◆ **How to complete this task**
Starting at the line with "use tokio::sync::mpsc;" and going on through the line with "into client events.", reproduce each line in the records below exactly and nothing more.

◆ **Data under study**
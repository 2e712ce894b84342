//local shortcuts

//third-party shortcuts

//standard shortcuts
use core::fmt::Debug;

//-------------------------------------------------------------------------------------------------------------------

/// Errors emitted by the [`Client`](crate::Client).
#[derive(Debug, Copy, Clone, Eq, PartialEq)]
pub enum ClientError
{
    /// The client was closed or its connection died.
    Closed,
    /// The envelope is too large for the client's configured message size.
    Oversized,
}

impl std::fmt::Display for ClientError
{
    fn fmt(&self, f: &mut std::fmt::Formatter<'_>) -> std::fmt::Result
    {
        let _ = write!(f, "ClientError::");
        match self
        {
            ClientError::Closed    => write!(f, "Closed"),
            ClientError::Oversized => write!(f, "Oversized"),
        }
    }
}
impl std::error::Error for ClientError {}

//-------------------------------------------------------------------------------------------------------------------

==

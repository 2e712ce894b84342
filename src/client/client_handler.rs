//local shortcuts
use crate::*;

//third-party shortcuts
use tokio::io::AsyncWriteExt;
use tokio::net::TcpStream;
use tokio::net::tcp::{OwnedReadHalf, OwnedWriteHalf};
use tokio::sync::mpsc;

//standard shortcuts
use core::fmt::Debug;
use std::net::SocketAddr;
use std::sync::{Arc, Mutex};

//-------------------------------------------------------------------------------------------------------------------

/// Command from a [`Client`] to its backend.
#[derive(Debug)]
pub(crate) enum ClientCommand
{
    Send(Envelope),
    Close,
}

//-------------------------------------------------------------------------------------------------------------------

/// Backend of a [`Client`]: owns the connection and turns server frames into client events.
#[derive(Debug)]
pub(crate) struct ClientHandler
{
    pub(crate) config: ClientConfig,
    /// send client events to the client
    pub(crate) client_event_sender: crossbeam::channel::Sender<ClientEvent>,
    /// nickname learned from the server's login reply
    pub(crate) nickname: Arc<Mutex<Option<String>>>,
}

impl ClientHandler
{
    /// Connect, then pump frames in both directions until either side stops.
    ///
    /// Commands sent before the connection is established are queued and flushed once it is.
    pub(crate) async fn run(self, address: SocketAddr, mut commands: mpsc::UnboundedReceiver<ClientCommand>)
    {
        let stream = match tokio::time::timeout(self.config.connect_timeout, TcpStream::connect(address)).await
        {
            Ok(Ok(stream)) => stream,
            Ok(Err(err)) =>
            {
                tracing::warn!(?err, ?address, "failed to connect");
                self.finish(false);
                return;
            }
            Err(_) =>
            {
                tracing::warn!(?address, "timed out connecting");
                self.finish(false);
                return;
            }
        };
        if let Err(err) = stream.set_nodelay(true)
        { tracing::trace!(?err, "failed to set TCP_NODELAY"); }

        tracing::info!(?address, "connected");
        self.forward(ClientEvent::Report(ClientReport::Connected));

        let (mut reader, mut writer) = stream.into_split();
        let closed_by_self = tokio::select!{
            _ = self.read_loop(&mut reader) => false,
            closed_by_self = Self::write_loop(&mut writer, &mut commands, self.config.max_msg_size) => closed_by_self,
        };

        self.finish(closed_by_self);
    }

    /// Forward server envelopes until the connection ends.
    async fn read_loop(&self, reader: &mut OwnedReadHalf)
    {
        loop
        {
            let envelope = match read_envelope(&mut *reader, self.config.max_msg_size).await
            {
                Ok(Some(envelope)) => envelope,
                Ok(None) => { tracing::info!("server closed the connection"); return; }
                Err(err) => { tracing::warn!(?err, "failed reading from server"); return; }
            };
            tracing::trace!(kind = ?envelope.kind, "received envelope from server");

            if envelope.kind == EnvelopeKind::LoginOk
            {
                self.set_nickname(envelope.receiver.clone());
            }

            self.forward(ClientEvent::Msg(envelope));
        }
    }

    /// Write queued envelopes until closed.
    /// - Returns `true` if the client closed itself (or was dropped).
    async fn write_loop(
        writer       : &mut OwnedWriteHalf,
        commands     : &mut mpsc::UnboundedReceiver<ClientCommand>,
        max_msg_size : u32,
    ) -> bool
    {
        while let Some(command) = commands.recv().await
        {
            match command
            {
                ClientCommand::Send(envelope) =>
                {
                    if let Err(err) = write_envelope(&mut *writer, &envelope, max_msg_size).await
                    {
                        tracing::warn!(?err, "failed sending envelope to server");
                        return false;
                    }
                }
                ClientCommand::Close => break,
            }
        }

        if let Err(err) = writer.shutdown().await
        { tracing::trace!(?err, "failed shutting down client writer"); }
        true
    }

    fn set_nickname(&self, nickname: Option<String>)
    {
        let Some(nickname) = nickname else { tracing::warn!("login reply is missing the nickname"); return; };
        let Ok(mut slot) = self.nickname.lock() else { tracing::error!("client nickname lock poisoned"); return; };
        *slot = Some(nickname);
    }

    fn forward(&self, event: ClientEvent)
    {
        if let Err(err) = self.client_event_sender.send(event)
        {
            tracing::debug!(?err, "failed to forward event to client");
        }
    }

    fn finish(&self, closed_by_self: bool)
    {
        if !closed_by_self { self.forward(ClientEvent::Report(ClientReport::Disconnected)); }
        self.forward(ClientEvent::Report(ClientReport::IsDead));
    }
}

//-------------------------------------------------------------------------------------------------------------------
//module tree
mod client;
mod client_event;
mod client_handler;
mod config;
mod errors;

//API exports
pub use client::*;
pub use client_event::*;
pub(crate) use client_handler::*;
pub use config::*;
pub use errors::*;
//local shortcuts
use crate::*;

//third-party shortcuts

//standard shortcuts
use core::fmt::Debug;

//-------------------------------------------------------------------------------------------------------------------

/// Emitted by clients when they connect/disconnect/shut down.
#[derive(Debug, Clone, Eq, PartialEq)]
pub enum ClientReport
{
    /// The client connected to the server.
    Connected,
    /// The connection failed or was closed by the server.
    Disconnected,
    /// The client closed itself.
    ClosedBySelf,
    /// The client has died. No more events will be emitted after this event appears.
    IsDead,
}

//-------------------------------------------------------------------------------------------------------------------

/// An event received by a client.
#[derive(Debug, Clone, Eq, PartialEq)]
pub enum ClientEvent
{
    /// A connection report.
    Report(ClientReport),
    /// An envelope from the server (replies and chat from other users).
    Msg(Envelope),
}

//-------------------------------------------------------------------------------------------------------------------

◆ **Exercise answer**
use tokio::sync::mpsc;

//standard shortcuts
use core::fmt::Debug;
use std::net::SocketAddr;
use std::sync::{Arc, Mutex};

//-------------------------------------------------------------------------------------------------------------------

/// Command from a [`Client`] to its backend.
#[derive(Debug)]
pub(crate) enum ClientCommand
{
    Send(Envelope),
    Close,
}

//-------------------------------------------------------------------------------------------------------------------

/// Backend of a [`Client`]: owns the connection and turns server frames into client events.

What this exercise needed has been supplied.